Count the lines below that contain "until". Give only the number.

**ENTRIES SHOWN:**

^^^^

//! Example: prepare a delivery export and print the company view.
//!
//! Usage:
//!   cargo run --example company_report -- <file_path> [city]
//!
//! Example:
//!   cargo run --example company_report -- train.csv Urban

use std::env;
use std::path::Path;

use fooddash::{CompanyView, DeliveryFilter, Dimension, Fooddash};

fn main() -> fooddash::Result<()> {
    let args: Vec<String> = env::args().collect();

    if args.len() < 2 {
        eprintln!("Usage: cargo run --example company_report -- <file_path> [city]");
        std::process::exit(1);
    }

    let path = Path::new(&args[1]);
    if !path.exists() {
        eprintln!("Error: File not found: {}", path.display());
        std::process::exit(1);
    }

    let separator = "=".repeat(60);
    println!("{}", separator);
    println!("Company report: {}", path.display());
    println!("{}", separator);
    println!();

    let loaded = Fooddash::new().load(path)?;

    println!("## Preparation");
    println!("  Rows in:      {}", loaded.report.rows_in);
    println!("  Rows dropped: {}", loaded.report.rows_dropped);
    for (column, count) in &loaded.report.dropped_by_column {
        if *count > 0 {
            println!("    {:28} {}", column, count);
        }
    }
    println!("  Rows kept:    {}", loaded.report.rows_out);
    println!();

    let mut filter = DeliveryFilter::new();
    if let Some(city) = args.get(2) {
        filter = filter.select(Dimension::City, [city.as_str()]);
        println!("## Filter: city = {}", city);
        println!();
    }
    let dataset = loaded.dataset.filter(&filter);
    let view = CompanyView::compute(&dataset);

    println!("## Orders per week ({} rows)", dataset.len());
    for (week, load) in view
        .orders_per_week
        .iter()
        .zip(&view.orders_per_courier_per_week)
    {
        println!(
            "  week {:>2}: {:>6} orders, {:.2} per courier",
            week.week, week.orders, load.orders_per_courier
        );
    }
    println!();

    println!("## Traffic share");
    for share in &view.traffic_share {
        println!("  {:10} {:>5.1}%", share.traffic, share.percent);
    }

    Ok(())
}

^^^^

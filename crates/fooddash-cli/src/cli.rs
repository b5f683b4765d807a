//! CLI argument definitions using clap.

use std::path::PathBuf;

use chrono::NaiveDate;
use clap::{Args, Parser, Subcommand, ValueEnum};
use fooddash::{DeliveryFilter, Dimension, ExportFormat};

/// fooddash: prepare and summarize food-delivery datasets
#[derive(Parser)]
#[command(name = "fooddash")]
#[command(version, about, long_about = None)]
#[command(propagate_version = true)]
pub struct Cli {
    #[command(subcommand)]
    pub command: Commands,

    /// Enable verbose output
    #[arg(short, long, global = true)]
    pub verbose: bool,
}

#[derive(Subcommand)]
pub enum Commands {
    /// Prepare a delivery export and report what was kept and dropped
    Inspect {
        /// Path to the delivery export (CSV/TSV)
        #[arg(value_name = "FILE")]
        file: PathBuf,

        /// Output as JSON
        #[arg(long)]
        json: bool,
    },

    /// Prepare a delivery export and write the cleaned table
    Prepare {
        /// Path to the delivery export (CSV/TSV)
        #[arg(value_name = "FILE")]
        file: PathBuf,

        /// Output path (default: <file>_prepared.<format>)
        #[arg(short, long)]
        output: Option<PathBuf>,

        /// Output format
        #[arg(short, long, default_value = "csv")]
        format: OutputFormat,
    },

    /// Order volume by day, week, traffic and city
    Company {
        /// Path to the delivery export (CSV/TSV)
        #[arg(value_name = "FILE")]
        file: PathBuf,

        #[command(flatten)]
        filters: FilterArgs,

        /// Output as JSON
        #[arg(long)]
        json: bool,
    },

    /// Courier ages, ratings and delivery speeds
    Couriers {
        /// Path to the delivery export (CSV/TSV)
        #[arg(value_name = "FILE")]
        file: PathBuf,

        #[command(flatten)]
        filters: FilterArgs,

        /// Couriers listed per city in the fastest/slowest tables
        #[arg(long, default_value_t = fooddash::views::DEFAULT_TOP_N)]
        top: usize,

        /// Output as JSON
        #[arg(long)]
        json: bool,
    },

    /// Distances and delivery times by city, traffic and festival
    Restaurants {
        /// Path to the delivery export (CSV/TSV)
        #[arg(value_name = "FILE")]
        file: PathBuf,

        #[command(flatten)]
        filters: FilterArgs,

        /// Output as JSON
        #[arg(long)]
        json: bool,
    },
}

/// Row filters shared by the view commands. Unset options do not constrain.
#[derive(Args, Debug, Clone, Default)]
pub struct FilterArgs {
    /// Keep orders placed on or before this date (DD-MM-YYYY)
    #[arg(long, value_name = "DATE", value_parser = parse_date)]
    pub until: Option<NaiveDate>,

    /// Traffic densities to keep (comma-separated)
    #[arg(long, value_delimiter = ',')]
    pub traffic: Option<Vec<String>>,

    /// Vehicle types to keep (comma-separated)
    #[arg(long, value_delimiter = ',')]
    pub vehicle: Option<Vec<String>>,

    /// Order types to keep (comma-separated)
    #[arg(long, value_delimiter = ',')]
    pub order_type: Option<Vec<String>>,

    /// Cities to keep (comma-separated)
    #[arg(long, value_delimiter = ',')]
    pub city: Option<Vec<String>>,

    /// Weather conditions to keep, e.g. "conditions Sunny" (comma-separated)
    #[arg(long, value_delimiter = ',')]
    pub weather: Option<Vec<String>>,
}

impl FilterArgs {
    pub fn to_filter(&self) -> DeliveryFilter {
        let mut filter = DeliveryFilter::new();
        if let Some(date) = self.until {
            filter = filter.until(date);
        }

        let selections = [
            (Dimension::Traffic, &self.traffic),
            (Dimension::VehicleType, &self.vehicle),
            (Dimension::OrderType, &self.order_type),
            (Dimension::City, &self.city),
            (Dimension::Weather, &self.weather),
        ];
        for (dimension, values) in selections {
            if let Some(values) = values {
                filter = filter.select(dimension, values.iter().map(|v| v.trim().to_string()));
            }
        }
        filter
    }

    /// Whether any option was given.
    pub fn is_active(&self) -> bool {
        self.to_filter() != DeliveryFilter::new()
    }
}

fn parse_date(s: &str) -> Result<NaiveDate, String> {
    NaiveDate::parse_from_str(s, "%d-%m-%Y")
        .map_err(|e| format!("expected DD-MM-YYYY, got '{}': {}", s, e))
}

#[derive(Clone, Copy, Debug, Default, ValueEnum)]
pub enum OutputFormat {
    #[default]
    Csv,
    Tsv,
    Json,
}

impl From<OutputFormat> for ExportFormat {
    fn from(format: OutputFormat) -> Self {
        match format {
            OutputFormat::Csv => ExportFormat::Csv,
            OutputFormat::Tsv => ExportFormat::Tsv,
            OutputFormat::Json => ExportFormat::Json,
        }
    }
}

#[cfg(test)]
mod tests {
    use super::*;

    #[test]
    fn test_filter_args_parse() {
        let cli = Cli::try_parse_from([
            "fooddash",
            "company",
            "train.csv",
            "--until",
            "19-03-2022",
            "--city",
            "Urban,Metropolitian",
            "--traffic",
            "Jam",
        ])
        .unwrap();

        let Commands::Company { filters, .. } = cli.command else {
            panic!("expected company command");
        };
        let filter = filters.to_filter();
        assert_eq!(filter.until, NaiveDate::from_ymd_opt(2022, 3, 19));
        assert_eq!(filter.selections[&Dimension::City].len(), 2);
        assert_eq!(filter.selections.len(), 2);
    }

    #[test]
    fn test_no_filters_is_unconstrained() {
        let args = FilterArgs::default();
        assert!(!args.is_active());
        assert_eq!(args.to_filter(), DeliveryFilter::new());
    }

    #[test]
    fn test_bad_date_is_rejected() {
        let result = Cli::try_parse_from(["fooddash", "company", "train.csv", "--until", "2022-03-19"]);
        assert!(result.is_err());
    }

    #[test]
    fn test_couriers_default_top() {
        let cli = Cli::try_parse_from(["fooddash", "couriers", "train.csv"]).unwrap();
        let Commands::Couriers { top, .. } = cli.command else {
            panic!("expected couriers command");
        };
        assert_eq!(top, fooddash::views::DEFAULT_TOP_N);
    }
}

^^^^

**SOLUTION:**
6